Figure 8: Capillaria egg          Figure 9: T. trichiura egg

Parasitological diagnosis is made either by examination of fecal matter or by intestinal biopsy.
The presence of adults, eggs, or larvae in feces is definitive evidence of infection.
However, as comparison of the above images suggests, it is not uncommon to confuse the eggs of Capillaria with those of T. trichiura.

Unembryonated C. philippinensis eggs are peanut-shaped, 36 to 45 µm in length and 21 µm in width with reduced, flattened bipolar plugs and a striated shell.
The length and width vary by species, but the characteristic features of the eggs -- namely, peanut shape, inconspicuous polar plugs, and striated texture of outer shell -- allow identification for proper diagnosis.

Adult C. philippinensis worms are thin, filamentous, of uniform diameter, and of length of 6-25 mm in intestines.

case study

In 1992, a group of Italian doctors reported the first documented case of C. philippinensis infection acquired in Indonesia.
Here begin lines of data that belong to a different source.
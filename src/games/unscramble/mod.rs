//! Unscramble game module
pub mod config;
pub mod error;
pub mod game;
pub mod renderer;
pub mod scramble;
pub mod state;
pub mod words;

pub use config::GameConfig;
pub use error::ConfigError;
pub use game::UnscrambleGame;
pub use renderer::UnscrambleRenderer;
pub use state::{GameState, Phase};
pub use words::WordBank;
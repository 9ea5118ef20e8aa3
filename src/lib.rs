pub mod core {
	pub mod engine;
	pub mod game;
	pub mod renderer;
}

pub mod cli;
pub mod games;

// Re-export for convenience
pub use crate::core::game::{Flow, Game};
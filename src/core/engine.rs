use crate::{Flow, Game};
use anyhow::Result;
use crossterm::event::{self, Event, KeyCode, KeyEvent, KeyEventKind, KeyModifiers};
use ratatui::DefaultTerminal;
use tracing::debug;

pub struct Engine<G: Game> {
    game: G,
}

impl<G: Game> Engine<G> {
    pub fn new(game: G) -> Self {
        Self { game }
    }

    /// Run the draw/input loop until the game asks to exit or a quit key is pressed.
    /// Hands the game back so the caller can read its final state.
    pub fn run(mut self, terminal: &mut DefaultTerminal) -> Result<G> {
        loop {
            terminal.draw(|f| self.game.render(f))?;

            // INPUT (blocking, nothing else drives this game)
            let Event::Key(key) = event::read()? else {
                continue;
            };
            // Windows reports releases too
            if key.kind != KeyEventKind::Press {
                continue;
            }
            if is_quit_key(&key) {
                debug!(code = ?key.code, "quit key pressed, leaving engine loop");
                break;
            }
            if self.game.handle_input(key) == Flow::Exit {
                debug!("game requested exit");
                break;
            }
        }

        Ok(self.game)
    }
}

/// Esc, or Ctrl+C since raw mode delivers it as a key event instead of a signal
pub fn is_quit_key(key: &KeyEvent) -> bool {
    match key.code {
        KeyCode::Esc => true,
        KeyCode::Char('c') | KeyCode::Char('C') => key.modifiers.contains(KeyModifiers::CONTROL),
        _ => false,
    }
}

#[cfg(test)]
mod tests {
    use super::*;

    #[test]
    fn test_quit_keys() {
        assert!(is_quit_key(&KeyEvent::new(KeyCode::Esc, KeyModifiers::NONE)));
        assert!(is_quit_key(&KeyEvent::new(KeyCode::Char('c'), KeyModifiers::CONTROL)));
        assert!(!is_quit_key(&KeyEvent::new(KeyCode::Char('c'), KeyModifiers::NONE)));
        assert!(!is_quit_key(&KeyEvent::new(KeyCode::Char('q'), KeyModifiers::CONTROL)));
    }
}
use std::collections::HashSet;

use tracing::warn;

use super::error::ConfigError;

/// Built-in word list
pub const ALL_WORDS: &[&str] = &[
    "animal", "auto", "anecdote", "alphabet", "all", "awesome", "arise", "balloon", "basket",
    "bench", "best", "birthday", "book", "briefcase", "camera", "camping", "candle", "cat",
    "cauliflower", "chat", "children", "class", "classic", "classroom", "coffee", "colorful",
    "cookie", "creative", "cruise", "dance", "daytime", "dinosaur", "doorknob", "dine", "dream",
    "dusk", "eating", "elephant", "emerald", "eerie", "electric", "finish", "flowers", "follow",
    "fox", "frame", "free", "frequent", "funnel", "green", "guitar", "grocery", "glass", "great",
    "giggle", "haircut", "half", "homemade", "happen", "honey", "hurry", "hundred", "ice",
    "igloo", "invest", "invite", "icon", "introduce", "joke", "jovial", "journal", "jump", "join",
    "kangaroo", "keyboard", "kitchen", "koala", "kind", "kaleidoscope", "landscape", "late",
    "laugh", "learning", "lemon", "letter", "lily", "magazine", "marine", "marshmallow", "maze",
    "meditate", "melody", "minute", "monument", "moon", "motorcycle", "mountain", "music",
    "north", "nose", "night", "name", "never", "negotiate", "number", "opposite", "octopus",
    "oak", "order", "open", "polar", "pack", "painting", "person", "picnic", "pillow", "pizza",
    "podcast", "presentation", "puppy", "puzzle", "recipe", "release", "restaurant", "revolve",
    "rewind", "room", "run", "secret", "seed", "ship", "shirt", "should", "small", "spaceship",
    "stargazing", "skill", "street", "style", "sunrise", "taxi", "tidy", "timer", "together",
    "tooth", "tourist", "travel", "truck", "under", "useful", "unicorn", "unique", "uplift",
    "uniform", "vase", "violin", "visitor", "vision", "volume", "view", "walrus", "wander",
    "world", "winter", "well", "whirlwind", "x-ray", "xylophone", "yoga", "yogurt", "yoyo",
    "you", "year", "yummy", "zebra", "zigzag", "zoology", "zone", "zeal",
];

/// Immutable, duplicate-free list of candidate words
#[derive(Debug, Clone, PartialEq, Eq)]
pub struct WordBank {
    words: Vec<String>,
}

impl Default for WordBank {
    fn default() -> Self {
        Self::new(ALL_WORDS.iter().copied())
    }
}

impl WordBank {
    /// Build a bank, keeping the first occurrence of each word
    pub fn new<I, S>(words: I) -> Self
    where
        I: IntoIterator<Item = S>,
        S: Into<String>,
    {
        let mut seen = HashSet::new();
        let mut kept = Vec::new();
        for word in words {
            let word = word.into();
            if seen.insert(word.clone()) {
                kept.push(word);
            } else {
                warn!(%word, "dropping duplicate word from word bank");
            }
        }
        Self { words: kept }
    }

    pub fn words(&self) -> &[String] {
        &self.words
    }

    pub fn len(&self) -> usize {
        self.words.len()
    }

    pub fn is_empty(&self) -> bool {
        self.words.is_empty()
    }

    /// Check the bank can feed a full session of `max_words` rounds
    pub fn validate(&self, max_words: usize) -> Result<(), ConfigError> {
        if self.words.is_empty() {
            return Err(ConfigError::EmptyWordBank);
        }
        if let Some(word) = self.words.iter().find(|w| !is_scramblable(w)) {
            return Err(ConfigError::DegenerateWord(word.clone()));
        }
        if self.words.len() < max_words {
            return Err(ConfigError::NotEnoughWords {
                needed: max_words,
                available: self.words.len(),
            });
        }
        Ok(())
    }
}

/// A word can only be scrambled into something different if it has
/// at least two distinct characters
pub fn is_scramblable(word: &str) -> bool {
    let mut chars = word.chars();
    match chars.next() {
        Some(first) => chars.any(|c| c != first),
        None => false,
    }
}
use thiserror::Error;

/// Startup configuration failures. A game never starts with any of these.
#[derive(Debug, Clone, PartialEq, Eq, Error)]
pub enum ConfigError {
    #[error("word bank is empty")]
    EmptyWordBank,

    #[error("word '{0}' needs at least two distinct characters to be scrambled")]
    DegenerateWord(String),

    #[error("a session of {needed} words needs {needed} distinct words, the bank has {available}")]
    NotEnoughWords { needed: usize, available: usize },

    #[error("max_words must be at least 1")]
    ZeroMaxWords,
}
pub mod unscramble;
A 32-year-old Italian man returned from a one month-long trip to Indonesia with the following symptoms: heartburn, abdominal pain, irregular bowel movements, headache, fatigue, weight loss, low-grade fever, and severe itching.  The diagnosis of intestinal capillariasis was provided by the recovery of C. philippinensis eggs in the stool.  Three weeks of treatment with the antihelmintic agent albendazole resulted in clinical and parasitologic cure.

Intestinal capillariasis (Capillaria philippinensis) acquired in Indonesia: a case report.  Chichino G, Bernuzzi AM, Bruno A, Cevini C, Atzori C, Malfitano A, Scaglia M.  Department of Infectious Diseases, University-IRCCS S., Pavia, Italy.  Am J Trop Med Hyg 1992 Jul;47(1):10-2.